#### WORK TO COMPLETE
Find all lines in the listing that include the word "filename", then copy them.

#### RECORDS SHOWN

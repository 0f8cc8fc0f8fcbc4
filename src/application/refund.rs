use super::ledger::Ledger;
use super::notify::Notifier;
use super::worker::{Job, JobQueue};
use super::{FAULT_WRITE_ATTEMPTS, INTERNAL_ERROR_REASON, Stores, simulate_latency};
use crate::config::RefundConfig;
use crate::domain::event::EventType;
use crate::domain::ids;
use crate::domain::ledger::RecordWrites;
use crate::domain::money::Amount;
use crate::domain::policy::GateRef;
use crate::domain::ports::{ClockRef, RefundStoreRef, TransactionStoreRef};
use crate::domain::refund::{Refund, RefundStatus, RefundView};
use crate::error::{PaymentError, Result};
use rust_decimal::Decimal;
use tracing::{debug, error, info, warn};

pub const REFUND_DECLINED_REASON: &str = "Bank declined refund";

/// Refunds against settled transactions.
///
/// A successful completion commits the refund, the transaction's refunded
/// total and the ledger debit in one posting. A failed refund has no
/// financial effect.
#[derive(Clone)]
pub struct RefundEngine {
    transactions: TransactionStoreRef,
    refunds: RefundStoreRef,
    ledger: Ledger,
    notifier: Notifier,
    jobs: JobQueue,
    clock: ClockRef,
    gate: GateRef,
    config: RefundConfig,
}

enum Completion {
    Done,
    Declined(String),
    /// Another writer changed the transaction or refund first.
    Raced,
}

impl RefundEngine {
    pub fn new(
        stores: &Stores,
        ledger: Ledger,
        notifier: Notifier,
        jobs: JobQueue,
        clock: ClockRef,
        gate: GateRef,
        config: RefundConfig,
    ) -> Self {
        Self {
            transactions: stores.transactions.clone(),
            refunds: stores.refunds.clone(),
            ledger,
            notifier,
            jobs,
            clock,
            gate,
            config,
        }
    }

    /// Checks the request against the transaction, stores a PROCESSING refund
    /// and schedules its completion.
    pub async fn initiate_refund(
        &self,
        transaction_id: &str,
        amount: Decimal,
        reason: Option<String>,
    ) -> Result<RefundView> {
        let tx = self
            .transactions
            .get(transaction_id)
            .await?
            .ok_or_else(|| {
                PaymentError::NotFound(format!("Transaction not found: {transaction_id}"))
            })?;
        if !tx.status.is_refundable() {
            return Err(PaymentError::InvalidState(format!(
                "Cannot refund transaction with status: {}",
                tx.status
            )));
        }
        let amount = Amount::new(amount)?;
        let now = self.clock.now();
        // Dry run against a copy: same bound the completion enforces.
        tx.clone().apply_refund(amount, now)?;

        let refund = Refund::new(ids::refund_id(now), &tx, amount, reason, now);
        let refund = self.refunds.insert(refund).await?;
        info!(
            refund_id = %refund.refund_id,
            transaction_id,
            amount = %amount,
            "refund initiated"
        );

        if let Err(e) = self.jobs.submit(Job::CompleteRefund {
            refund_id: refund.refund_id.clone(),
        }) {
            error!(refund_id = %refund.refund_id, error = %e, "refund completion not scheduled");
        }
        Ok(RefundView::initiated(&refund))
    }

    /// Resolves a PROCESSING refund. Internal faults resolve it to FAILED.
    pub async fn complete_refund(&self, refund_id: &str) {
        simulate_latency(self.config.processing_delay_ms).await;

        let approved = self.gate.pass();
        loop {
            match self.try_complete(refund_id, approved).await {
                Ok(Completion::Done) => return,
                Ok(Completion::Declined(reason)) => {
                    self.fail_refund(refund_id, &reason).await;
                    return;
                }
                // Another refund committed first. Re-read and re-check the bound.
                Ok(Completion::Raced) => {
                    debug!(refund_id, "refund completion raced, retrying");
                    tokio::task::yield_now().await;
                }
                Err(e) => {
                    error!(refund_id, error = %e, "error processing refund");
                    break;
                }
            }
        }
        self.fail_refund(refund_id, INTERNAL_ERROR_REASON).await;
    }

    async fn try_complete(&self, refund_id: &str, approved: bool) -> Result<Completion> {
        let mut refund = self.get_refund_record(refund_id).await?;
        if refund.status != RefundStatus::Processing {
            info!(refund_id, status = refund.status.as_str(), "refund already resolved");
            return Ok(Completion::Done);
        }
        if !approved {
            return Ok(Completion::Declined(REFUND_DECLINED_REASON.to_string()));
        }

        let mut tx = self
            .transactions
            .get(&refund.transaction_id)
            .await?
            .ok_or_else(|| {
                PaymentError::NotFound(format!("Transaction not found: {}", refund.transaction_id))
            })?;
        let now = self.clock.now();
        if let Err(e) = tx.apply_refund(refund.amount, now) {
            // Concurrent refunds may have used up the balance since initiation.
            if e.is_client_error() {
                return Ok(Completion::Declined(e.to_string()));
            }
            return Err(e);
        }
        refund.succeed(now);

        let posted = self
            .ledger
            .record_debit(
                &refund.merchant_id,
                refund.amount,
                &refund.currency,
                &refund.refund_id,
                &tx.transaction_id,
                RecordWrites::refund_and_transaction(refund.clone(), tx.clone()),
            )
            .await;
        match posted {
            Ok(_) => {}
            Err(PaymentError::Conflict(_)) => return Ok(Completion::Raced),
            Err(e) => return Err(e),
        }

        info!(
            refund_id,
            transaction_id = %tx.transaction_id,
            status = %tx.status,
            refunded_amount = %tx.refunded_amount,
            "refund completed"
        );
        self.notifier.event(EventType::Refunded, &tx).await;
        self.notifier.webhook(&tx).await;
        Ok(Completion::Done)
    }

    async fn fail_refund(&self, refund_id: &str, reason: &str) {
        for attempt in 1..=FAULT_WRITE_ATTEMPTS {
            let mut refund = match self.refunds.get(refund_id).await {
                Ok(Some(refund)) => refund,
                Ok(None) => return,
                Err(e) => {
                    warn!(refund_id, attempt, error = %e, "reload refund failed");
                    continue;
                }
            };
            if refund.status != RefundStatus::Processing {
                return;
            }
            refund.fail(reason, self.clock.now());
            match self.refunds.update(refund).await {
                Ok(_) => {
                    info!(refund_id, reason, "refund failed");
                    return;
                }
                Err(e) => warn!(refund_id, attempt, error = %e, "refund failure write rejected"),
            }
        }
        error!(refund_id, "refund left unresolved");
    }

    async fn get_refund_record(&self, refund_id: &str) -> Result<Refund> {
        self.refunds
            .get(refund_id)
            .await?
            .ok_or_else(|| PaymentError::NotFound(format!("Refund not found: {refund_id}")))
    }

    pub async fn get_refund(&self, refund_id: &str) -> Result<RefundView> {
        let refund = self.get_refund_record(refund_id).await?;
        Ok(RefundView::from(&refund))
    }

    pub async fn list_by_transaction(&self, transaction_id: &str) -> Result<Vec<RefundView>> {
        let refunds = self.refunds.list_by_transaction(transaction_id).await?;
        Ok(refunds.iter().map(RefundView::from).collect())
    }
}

--

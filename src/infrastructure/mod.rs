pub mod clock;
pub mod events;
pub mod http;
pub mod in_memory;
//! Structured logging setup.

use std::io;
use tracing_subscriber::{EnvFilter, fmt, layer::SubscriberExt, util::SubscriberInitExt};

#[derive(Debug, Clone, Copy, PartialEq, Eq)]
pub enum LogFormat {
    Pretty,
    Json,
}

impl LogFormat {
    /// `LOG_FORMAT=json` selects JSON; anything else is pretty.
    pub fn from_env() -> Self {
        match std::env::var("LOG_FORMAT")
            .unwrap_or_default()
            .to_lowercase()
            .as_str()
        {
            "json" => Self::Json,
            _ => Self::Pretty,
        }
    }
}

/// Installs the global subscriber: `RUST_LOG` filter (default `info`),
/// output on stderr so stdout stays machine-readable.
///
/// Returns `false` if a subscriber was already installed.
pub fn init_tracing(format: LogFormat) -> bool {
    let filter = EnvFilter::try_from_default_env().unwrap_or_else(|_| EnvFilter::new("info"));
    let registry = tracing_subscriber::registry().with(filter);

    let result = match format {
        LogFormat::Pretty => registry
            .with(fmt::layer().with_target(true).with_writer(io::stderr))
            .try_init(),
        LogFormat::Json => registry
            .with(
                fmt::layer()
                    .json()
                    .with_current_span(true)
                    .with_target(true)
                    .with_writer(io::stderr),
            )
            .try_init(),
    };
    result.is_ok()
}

* * *

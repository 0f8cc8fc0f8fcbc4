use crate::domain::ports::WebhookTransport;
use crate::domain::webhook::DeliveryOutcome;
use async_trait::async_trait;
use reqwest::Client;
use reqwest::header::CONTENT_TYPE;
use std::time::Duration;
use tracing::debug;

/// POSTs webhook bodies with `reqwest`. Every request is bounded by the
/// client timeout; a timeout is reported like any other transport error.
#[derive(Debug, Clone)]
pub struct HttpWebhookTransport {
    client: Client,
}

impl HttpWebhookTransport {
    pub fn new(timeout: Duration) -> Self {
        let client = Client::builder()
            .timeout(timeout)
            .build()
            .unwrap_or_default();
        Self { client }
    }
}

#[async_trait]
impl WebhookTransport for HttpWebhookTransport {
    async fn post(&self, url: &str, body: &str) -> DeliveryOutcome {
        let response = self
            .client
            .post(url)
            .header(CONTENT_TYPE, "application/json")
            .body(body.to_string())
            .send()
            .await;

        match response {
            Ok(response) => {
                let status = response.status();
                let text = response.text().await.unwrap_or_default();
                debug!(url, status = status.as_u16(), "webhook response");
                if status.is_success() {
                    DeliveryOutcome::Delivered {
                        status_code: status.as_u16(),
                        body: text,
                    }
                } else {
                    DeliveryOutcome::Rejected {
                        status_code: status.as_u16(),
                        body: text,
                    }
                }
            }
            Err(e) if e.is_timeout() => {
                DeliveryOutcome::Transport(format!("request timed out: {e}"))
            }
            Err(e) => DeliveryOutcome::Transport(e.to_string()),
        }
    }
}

#### EXERCISE SOLUTION
filename src/application/refund.rs
filename src/infrastructure/mod.rs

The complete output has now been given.